## WHAT IS NEEDED
Check every line of the material below for "HashMap". Give the number of lines that have it, and only that.
⁂
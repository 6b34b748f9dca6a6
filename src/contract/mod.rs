//! Call contract subsystem.
//!
//! # Data Flow
//! ```text
//! CallContract::builder(name)
//!     → operation.rs (remote / default operations, by signature)
//!     → implicit identity operations (equals, hash_code, to_string)
//!     → CallContract (immutable, shared via Arc)
//!
//! At call time:
//!     remote.rs    RemoteCall performs the innermost invocation
//!     object.rs    ServiceObject answers fallback invocations by signature
//!     target.rs    TargetIdentity answers identity operations
//! ```
//!
//! # Design Decisions
//! - Operations are enumerated once, statically; no runtime introspection
//! - Operation names are unique within a contract (no overloading)
//! - Shape checks are structural, by signature

pub mod object;
pub mod operation;
pub mod remote;
pub mod target;

use std::collections::HashMap;
use std::future::Future;
use std::sync::Arc;

pub use object::{ServiceImpl, ServiceImplBuilder, ServiceObject};
pub use operation::{DefaultHandler, IdentityOp, Operation, OperationKind, Signature};
pub use remote::{remote_fn, FnRemote, RemoteCall};
pub use target::TargetIdentity;

use crate::callable::{Args, CallResult};
use crate::dispatch::ResilientClient;
use crate::error::BuildError;

/// Abstract description of a service: a named set of operations.
#[derive(Debug)]
pub struct CallContract {
    name: String,
    operations: Vec<Operation>,
    index: HashMap<String, usize>,
}

impl CallContract {
    pub fn builder(name: impl Into<String>) -> CallContractBuilder {
        CallContractBuilder {
            name: name.into(),
            operations: Vec::new(),
        }
    }

    /// Contract type identifier.
    pub fn name(&self) -> &str {
        &self.name
    }

    /// All operations, identity operations last.
    pub fn operations(&self) -> &[Operation] {
        &self.operations
    }

    pub fn operation(&self, name: &str) -> Option<&Operation> {
        self.index.get(name).map(|&i| &self.operations[i])
    }

    /// Operations delegated to the remote collaborator.
    pub fn remote_operations(&self) -> impl Iterator<Item = &Operation> {
        self.operations.iter().filter(|op| op.is_remote())
    }

    /// Signatures of remote operations `object` does not expose.
    ///
    /// Empty when the object structurally satisfies the contract.
    pub fn missing_from(&self, object: &dyn ServiceObject) -> Vec<String> {
        self.remote_operations()
            .filter(|op| !object.implements(op.signature()))
            .map(|op| op.signature().to_string())
            .collect()
    }
}

/// Builder for [`CallContract`].
pub struct CallContractBuilder {
    name: String,
    operations: Vec<Operation>,
}

impl CallContractBuilder {
    /// Declare any operation.
    pub fn operation(mut self, operation: Operation) -> Self {
        self.operations.push(operation);
        self
    }

    /// Declare an operation delegated to the remote collaborator.
    pub fn remote(self, signature: Signature) -> Self {
        self.operation(Operation::remote(signature))
    }

    /// Declare an operation with a self-contained definition.
    pub fn default_operation<F, Fut>(self, signature: Signature, f: F) -> Self
    where
        F: Fn(ResilientClient, Args) -> Fut + Send + Sync + 'static,
        Fut: Future<Output = CallResult> + Send + 'static,
    {
        self.operation(Operation::default_method(signature, f))
    }

    /// Validate names and append the identity operations.
    pub fn build(self) -> Result<Arc<CallContract>, BuildError> {
        let mut operations = self.operations;
        let mut index = HashMap::with_capacity(operations.len() + IdentityOp::ALL.len());

        for (i, op) in operations.iter().enumerate() {
            if IdentityOp::ALL.iter().any(|id| id.name() == op.name()) {
                return Err(BuildError::ReservedOperation(op.name().to_string()));
            }
            if index.insert(op.name().to_string(), i).is_some() {
                return Err(BuildError::DuplicateOperation(op.name().to_string()));
            }
        }

        for id in IdentityOp::ALL {
            index.insert(id.name().to_string(), operations.len());
            operations.push(Operation::identity(id));
        }

        Ok(Arc::new(CallContract {
            name: self.name,
            operations,
            index,
        }))
    }
}

#[cfg(test)]
mod tests {
    use super::*;
    use serde_json::Value;

    fn greeting() -> Signature {
        Signature::new("greeting").returns("String")
    }

    #[test]
    fn test_identity_operations_are_implicit() {
        let contract = CallContract::builder("GreetingService")
            .remote(greeting())
            .build()
            .unwrap();

        assert_eq!(contract.operations().len(), 4);
        assert!(contract.operation("equals").unwrap().is_identity_sensitive());
        assert!(contract.operation("hash_code").unwrap().is_identity_sensitive());
        assert!(contract.operation("to_string").unwrap().is_identity_sensitive());
        assert_eq!(contract.remote_operations().count(), 1);
    }

    #[test]
    fn test_duplicate_operation_rejected() {
        let result = CallContract::builder("GreetingService")
            .remote(greeting())
            .remote(greeting().param("String"))
            .build();

        assert!(matches!(result, Err(BuildError::DuplicateOperation(name)) if name == "greeting"));
    }

    #[test]
    fn test_reserved_operation_rejected() {
        let result = CallContract::builder("GreetingService")
            .remote(Signature::new("to_string").returns("String"))
            .build();

        assert!(matches!(result, Err(BuildError::ReservedOperation(_))));
    }

    #[test]
    fn test_missing_from_lists_unimplemented_signatures() {
        let contract = CallContract::builder("GreetingService")
            .remote(greeting())
            .remote(Signature::new("greeting_with_name").param("String").returns("String"))
            .default_operation(Signature::new("default_greeting").returns("String"), |_c, _a| async {
                Ok(Value::Null)
            })
            .build()
            .unwrap();

        let partial = ServiceImpl::builder("PartialFallback")
            .handle(greeting(), |_args: Args| async { Ok(Value::from("fallback")) })
            .build();

        assert_eq!(
            contract.missing_from(&partial),
            vec!["greeting_with_name(String) -> String".to_string()]
        );
    }
}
⁂
## RESPONSE BOX
3